Abstract

159 Background: The prognostic relevance of tumor volume (TV), tumor percentage (TP) and number of tumor foci (NF) as predictors of biochemical recurrence (BCR) in prostate cancer (PCA) following radical prostatectomy (RPE) is controversial. Methods: The cohort consisted of 758 referred subjects who underwent RPE between 2000 and 2005 at the University of Muenster. The mean time of follow up was 62 months. TV, TP and NF were estimated visually with the assistance of a pathologic mapping grid for embedded RPE specimens. In addition, TV and TP were assessed in a categorized fashion by using medians as cut points.
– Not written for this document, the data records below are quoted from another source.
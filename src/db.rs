use crate::recipe_model::{
    Ingredient, MealType, NewIngredient, NewMealType, NewRecipe, NewTag, Recipe,
    RecipeIngredientInput, Tag,
};
use crate::store::RecipeStore;
use anyhow::{Context, Result};
use async_trait::async_trait;
use sqlx::postgres::PgPool;
use tracing::{debug, info};

const RECIPE_COLUMNS: &str = "id, account_id, name, description, instructions, servings, \
    prep_time_minutes, cook_time_minutes, is_vegetarian, is_vegan, is_gluten_free, \
    is_lactose_free, is_quick, is_meal_prep, is_child_friendly, created_at";

/// Initialize the database schema
pub async fn init_database_schema(pool: &PgPool) -> Result<()> {
    info!("Initializing database schema...");

    sqlx::query(
        "CREATE TABLE IF NOT EXISTS ingredients (
            id BIGSERIAL PRIMARY KEY,
            account_id BIGINT NOT NULL,
            name TEXT NOT NULL,
            category TEXT NOT NULL,
            default_unit TEXT NOT NULL DEFAULT 'g',
            calories_per_100g DOUBLE PRECISION,
            protein_per_100g DOUBLE PRECISION,
            carbs_per_100g DOUBLE PRECISION,
            fat_per_100g DOUBLE PRECISION,
            created_at TIMESTAMPTZ NOT NULL DEFAULT NOW()
        )",
    )
    .execute(pool)
    .await
    .context("Failed to create ingredients table")?;

    sqlx::query(
        "CREATE TABLE IF NOT EXISTS tags (
            id BIGSERIAL PRIMARY KEY,
            account_id BIGINT NOT NULL,
            name TEXT NOT NULL,
            color TEXT NOT NULL DEFAULT '#6b7280',
            created_at TIMESTAMPTZ NOT NULL DEFAULT NOW()
        )",
    )
    .execute(pool)
    .await
    .context("Failed to create tags table")?;

    sqlx::query(
        "CREATE TABLE IF NOT EXISTS meal_types (
            id BIGSERIAL PRIMARY KEY,
            account_id BIGINT NOT NULL,
            name TEXT NOT NULL,
            sort_order INTEGER NOT NULL DEFAULT 0,
            created_at TIMESTAMPTZ NOT NULL DEFAULT NOW()
        )",
    )
    .execute(pool)
    .await
    .context("Failed to create meal_types table")?;

    sqlx::query(
        "CREATE TABLE IF NOT EXISTS recipes (
            id BIGSERIAL PRIMARY KEY,
            account_id BIGINT NOT NULL,
            name TEXT NOT NULL,
            description TEXT,
            instructions TEXT,
            servings INTEGER NOT NULL DEFAULT 1 CHECK (servings >= 1),
            prep_time_minutes INTEGER CHECK (prep_time_minutes >= 0),
            cook_time_minutes INTEGER CHECK (cook_time_minutes >= 0),
            is_vegetarian BOOLEAN NOT NULL DEFAULT FALSE,
            is_vegan BOOLEAN NOT NULL DEFAULT FALSE,
            is_gluten_free BOOLEAN NOT NULL DEFAULT FALSE,
            is_lactose_free BOOLEAN NOT NULL DEFAULT FALSE,
            is_quick BOOLEAN NOT NULL DEFAULT FALSE,
            is_meal_prep BOOLEAN NOT NULL DEFAULT FALSE,
            is_child_friendly BOOLEAN NOT NULL DEFAULT FALSE,
            created_at TIMESTAMPTZ NOT NULL DEFAULT NOW()
        )",
    )
    .execute(pool)
    .await
    .context("Failed to create recipes table")?;

    sqlx::query(
        "CREATE TABLE IF NOT EXISTS recipe_ingredients (
            id BIGSERIAL PRIMARY KEY,
            recipe_id BIGINT NOT NULL REFERENCES recipes(id) ON DELETE CASCADE,
            ingredient_id BIGINT NOT NULL REFERENCES ingredients(id) ON DELETE CASCADE,
            amount DOUBLE PRECISION NOT NULL,
            unit TEXT NOT NULL
        )",
    )
    .execute(pool)
    .await
    .context("Failed to create recipe_ingredients table")?;

    sqlx::query(
        "CREATE TABLE IF NOT EXISTS recipe_tags (
            recipe_id BIGINT NOT NULL REFERENCES recipes(id) ON DELETE CASCADE,
            tag_id BIGINT NOT NULL REFERENCES tags(id) ON DELETE CASCADE,
            PRIMARY KEY (recipe_id, tag_id)
        )",
    )
    .execute(pool)
    .await
    .context("Failed to create recipe_tags table")?;

    sqlx::query(
        "CREATE TABLE IF NOT EXISTS recipe_meal_types (
            recipe_id BIGINT NOT NULL REFERENCES recipes(id) ON DELETE CASCADE,
            meal_type_id BIGINT NOT NULL REFERENCES meal_types(id) ON DELETE CASCADE,
            PRIMARY KEY (recipe_id, meal_type_id)
        )",
    )
    .execute(pool)
    .await
    .context("Failed to create recipe_meal_types table")?;

    for table in ["ingredients", "tags", "meal_types", "recipes"] {
        sqlx::query(&format!(
            "CREATE INDEX IF NOT EXISTS idx_{table}_account_id ON {table}(account_id)"
        ))
        .execute(pool)
        .await
        .with_context(|| format!("Failed to create account index on {table}"))?;
    }

    info!("Database schema initialized successfully");
    Ok(())
}

/// List the ingredients of an account ordered by name
pub async fn list_ingredients_by_account(pool: &PgPool, account_id: i64) -> Result<Vec<Ingredient>> {
    debug!(account_id, "Listing ingredients");

    sqlx::query_as::<_, Ingredient>(
        "SELECT id, account_id, name, category, default_unit, calories_per_100g, protein_per_100g,
                carbs_per_100g, fat_per_100g, created_at
         FROM ingredients WHERE account_id = $1 ORDER BY name, id",
    )
    .bind(account_id)
    .fetch_all(pool)
    .await
    .context("Failed to list ingredients")
}

/// Create a new ingredient
pub async fn create_ingredient(pool: &PgPool, account_id: i64, ingredient: &NewIngredient) -> Result<Ingredient> {
    info!(account_id, name = %ingredient.name, "Creating ingredient");

    let created = sqlx::query_as::<_, Ingredient>(
        "INSERT INTO ingredients (account_id, name, category, default_unit)
         VALUES ($1, $2, $3, $4)
         RETURNING id, account_id, name, category, default_unit, calories_per_100g,
                   protein_per_100g, carbs_per_100g, fat_per_100g, created_at",
    )
    .bind(account_id)
    .bind(&ingredient.name)
    .bind(&ingredient.category)
    .bind(&ingredient.default_unit)
    .fetch_one(pool)
    .await
    .context("Failed to insert new ingredient")?;

    debug!(id = created.id, "Ingredient created");
    Ok(created)
}

/// List the tags of an account ordered by name
pub async fn list_tags_by_account(pool: &PgPool, account_id: i64) -> Result<Vec<Tag>> {
    debug!(account_id, "Listing tags");

    sqlx::query_as::<_, Tag>(
        "SELECT id, account_id, name, color, created_at
         FROM tags WHERE account_id = $1 ORDER BY name, id",
    )
    .bind(account_id)
    .fetch_all(pool)
    .await
    .context("Failed to list tags")
}

/// Create a new tag
pub async fn create_tag(pool: &PgPool, account_id: i64, tag: &NewTag) -> Result<Tag> {
    info!(account_id, name = %tag.name, color = %tag.color, "Creating tag");

    sqlx::query_as::<_, Tag>(
        "INSERT INTO tags (account_id, name, color)
         VALUES ($1, $2, $3)
         RETURNING id, account_id, name, color, created_at",
    )
    .bind(account_id)
    .bind(&tag.name)
    .bind(&tag.color)
    .fetch_one(pool)
    .await
    .context("Failed to insert new tag")
}

/// List the meal types of an account in display order
pub async fn list_meal_types_by_account(pool: &PgPool, account_id: i64) -> Result<Vec<MealType>> {
    debug!(account_id, "Listing meal types");

    sqlx::query_as::<_, MealType>(
        "SELECT id, account_id, name, sort_order, created_at
         FROM meal_types WHERE account_id = $1 ORDER BY sort_order, id",
    )
    .bind(account_id)
    .fetch_all(pool)
    .await
    .context("Failed to list meal types")
}

/// Create a new meal type
pub async fn create_meal_type(pool: &PgPool, account_id: i64, meal_type: &NewMealType) -> Result<MealType> {
    info!(account_id, name = %meal_type.name, "Creating meal type");

    sqlx::query_as::<_, MealType>(
        "INSERT INTO meal_types (account_id, name, sort_order)
         VALUES ($1, $2, $3)
         RETURNING id, account_id, name, sort_order, created_at",
    )
    .bind(account_id)
    .bind(&meal_type.name)
    .bind(meal_type.sort_order)
    .fetch_one(pool)
    .await
    .context("Failed to insert new meal type")
}

/// Create a recipe and its associations in one transaction
pub async fn create_recipe(pool: &PgPool, account_id: i64, recipe: &NewRecipe) -> Result<Recipe> {
    info!(
        account_id,
        name = %recipe.name,
        ingredients = recipe.ingredients.len(),
        tags = recipe.tag_ids.len(),
        meal_types = recipe.meal_type_ids.len(),
        "Creating recipe"
    );

    let mut tx = pool.begin().await.context("Failed to start transaction")?;

    let created = sqlx::query_as::<_, Recipe>(&format!(
        "INSERT INTO recipes (account_id, name, description, instructions, servings,
                              prep_time_minutes, cook_time_minutes, is_vegetarian, is_vegan,
                              is_gluten_free, is_lactose_free, is_quick, is_meal_prep,
                              is_child_friendly)
         VALUES ($1, $2, $3, $4, $5, $6, $7, $8, $9, $10, $11, $12, $13, $14)
         RETURNING {RECIPE_COLUMNS}"
    ))
    .bind(account_id)
    .bind(&recipe.name)
    .bind(&recipe.description)
    .bind(&recipe.instructions)
    .bind(recipe.servings)
    .bind(recipe.prep_time_minutes)
    .bind(recipe.cook_time_minutes)
    .bind(recipe.is_vegetarian)
    .bind(recipe.is_vegan)
    .bind(recipe.is_gluten_free)
    .bind(recipe.is_lactose_free)
    .bind(recipe.is_quick)
    .bind(recipe.is_meal_prep)
    .bind(recipe.is_child_friendly)
    .fetch_one(&mut *tx)
    .await
    .context("Failed to insert new recipe")?;

    for ingredient in &recipe.ingredients {
        sqlx::query(
            "INSERT INTO recipe_ingredients (recipe_id, ingredient_id, amount, unit)
             VALUES ($1, $2, $3, $4)",
        )
        .bind(created.id)
        .bind(ingredient.ingredient_id)
        .bind(ingredient.amount)
        .bind(&ingredient.unit)
        .execute(&mut *tx)
        .await
        .context("Failed to link recipe ingredient")?;
    }

    for tag_id in &recipe.tag_ids {
        sqlx::query("INSERT INTO recipe_tags (recipe_id, tag_id) VALUES ($1, $2)")
            .bind(created.id)
            .bind(tag_id)
            .execute(&mut *tx)
            .await
            .context("Failed to link recipe tag")?;
    }

    for meal_type_id in &recipe.meal_type_ids {
        sqlx::query("INSERT INTO recipe_meal_types (recipe_id, meal_type_id) VALUES ($1, $2)")
            .bind(created.id)
            .bind(meal_type_id)
            .execute(&mut *tx)
            .await
            .context("Failed to link recipe meal type")?;
    }

    tx.commit().await.context("Failed to commit recipe")?;

    info!(id = created.id, "Recipe created");
    Ok(created)
}

/// Read a recipe by ID
pub async fn read_recipe(pool: &PgPool, recipe_id: i64) -> Result<Option<Recipe>> {
    debug!(recipe_id, "Reading recipe");

    sqlx::query_as::<_, Recipe>(&format!("SELECT {RECIPE_COLUMNS} FROM recipes WHERE id = $1"))
        .bind(recipe_id)
        .fetch_optional(pool)
        .await
        .context("Failed to read recipe")
}

/// List the recipes of an account in creation order
pub async fn list_recipes_by_account(pool: &PgPool, account_id: i64) -> Result<Vec<Recipe>> {
    sqlx::query_as::<_, Recipe>(&format!(
        "SELECT {RECIPE_COLUMNS} FROM recipes WHERE account_id = $1 ORDER BY id"
    ))
    .bind(account_id)
    .fetch_all(pool)
    .await
    .context("Failed to list recipes")
}

/// Ingredient links of a recipe
pub async fn list_recipe_ingredients(pool: &PgPool, recipe_id: i64) -> Result<Vec<RecipeIngredientInput>> {
    let rows: Vec<(i64, f64, String)> = sqlx::query_as(
        "SELECT ingredient_id, amount, unit FROM recipe_ingredients WHERE recipe_id = $1 ORDER BY id",
    )
    .bind(recipe_id)
    .fetch_all(pool)
    .await
    .context("Failed to list recipe ingredients")?;

    Ok(rows
        .into_iter()
        .map(|(ingredient_id, amount, unit)| RecipeIngredientInput {
            ingredient_id,
            amount,
            unit,
        })
        .collect())
}

/// Tag IDs linked to a recipe
pub async fn list_recipe_tag_ids(pool: &PgPool, recipe_id: i64) -> Result<Vec<i64>> {
    sqlx::query_scalar("SELECT tag_id FROM recipe_tags WHERE recipe_id = $1 ORDER BY tag_id")
        .bind(recipe_id)
        .fetch_all(pool)
        .await
        .context("Failed to list recipe tags")
}

/// Meal type IDs linked to a recipe
pub async fn list_recipe_meal_type_ids(pool: &PgPool, recipe_id: i64) -> Result<Vec<i64>> {
    sqlx::query_scalar(
        "SELECT meal_type_id FROM recipe_meal_types WHERE recipe_id = $1 ORDER BY meal_type_id",
    )
    .bind(recipe_id)
    .fetch_all(pool)
    .await
    .context("Failed to list recipe meal types")
}

/// [`RecipeStore`] backed by PostgreSQL
#[derive(Debug, Clone)]
pub struct PgRecipeStore {
    pool: PgPool,
}

impl PgRecipeStore {
    /// Wrap an existing pool
    pub fn new(pool: PgPool) -> Self {
        Self { pool }
    }

    /// Connect and make sure the schema exists
    pub async fn connect(database_url: &str) -> Result<Self> {
        let pool = PgPool::connect(database_url)
            .await
            .context("Failed to connect to database")?;
        init_database_schema(&pool).await?;
        Ok(Self::new(pool))
    }

    /// The underlying pool
    pub fn pool(&self) -> &PgPool {
        &self.pool
    }
}

#[async_trait]
impl RecipeStore for PgRecipeStore {
    async fn list_ingredients(&self, account_id: i64) -> Result<Vec<Ingredient>> {
        list_ingredients_by_account(&self.pool, account_id).await
    }

    async fn create_ingredient(&self, account_id: i64, ingredient: &NewIngredient) -> Result<Ingredient> {
        create_ingredient(&self.pool, account_id, ingredient).await
    }

    async fn list_tags(&self, account_id: i64) -> Result<Vec<Tag>> {
        list_tags_by_account(&self.pool, account_id).await
    }

    async fn create_tag(&self, account_id: i64, tag: &NewTag) -> Result<Tag> {
        create_tag(&self.pool, account_id, tag).await
    }

    async fn list_meal_types(&self, account_id: i64) -> Result<Vec<MealType>> {
        list_meal_types_by_account(&self.pool, account_id).await
    }

    async fn create_meal_type(&self, account_id: i64, meal_type: &NewMealType) -> Result<MealType> {
        create_meal_type(&self.pool, account_id, meal_type).await
    }

    async fn create_recipe(&self, account_id: i64, recipe: &NewRecipe) -> Result<Recipe> {
        create_recipe(&self.pool, account_id, recipe).await
    }
}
Subgroup analyses for high (i.e. any of the following: > pT2, Gleason score ≥ 8, PSA > 20 ng/ml) and low risk (not high risk) patients were performed. Univariate and multivariate Cox propotional hazard analyses for BCR were performed. Results: TV, TP, and NF were strongly related to tumour stage, Gleason score, surgical margin status (SM) and preoperative prostate specific antigen (PSA). In univariate analysis all pathologic parameters including TV, TP, and NF were predictive for BCR. In multivariate analysis only TP, tumour stage, Gleason score, and PSA level were independent predictors. In subgroup analysis, TP was an independent predictor for BCR in the high risk group, but not in the low risk group. Conclusions: TP, but not TV or NF was found to be an independent predictor for BCR in patients after RPE. TP seems to be more relevant in high risk patients.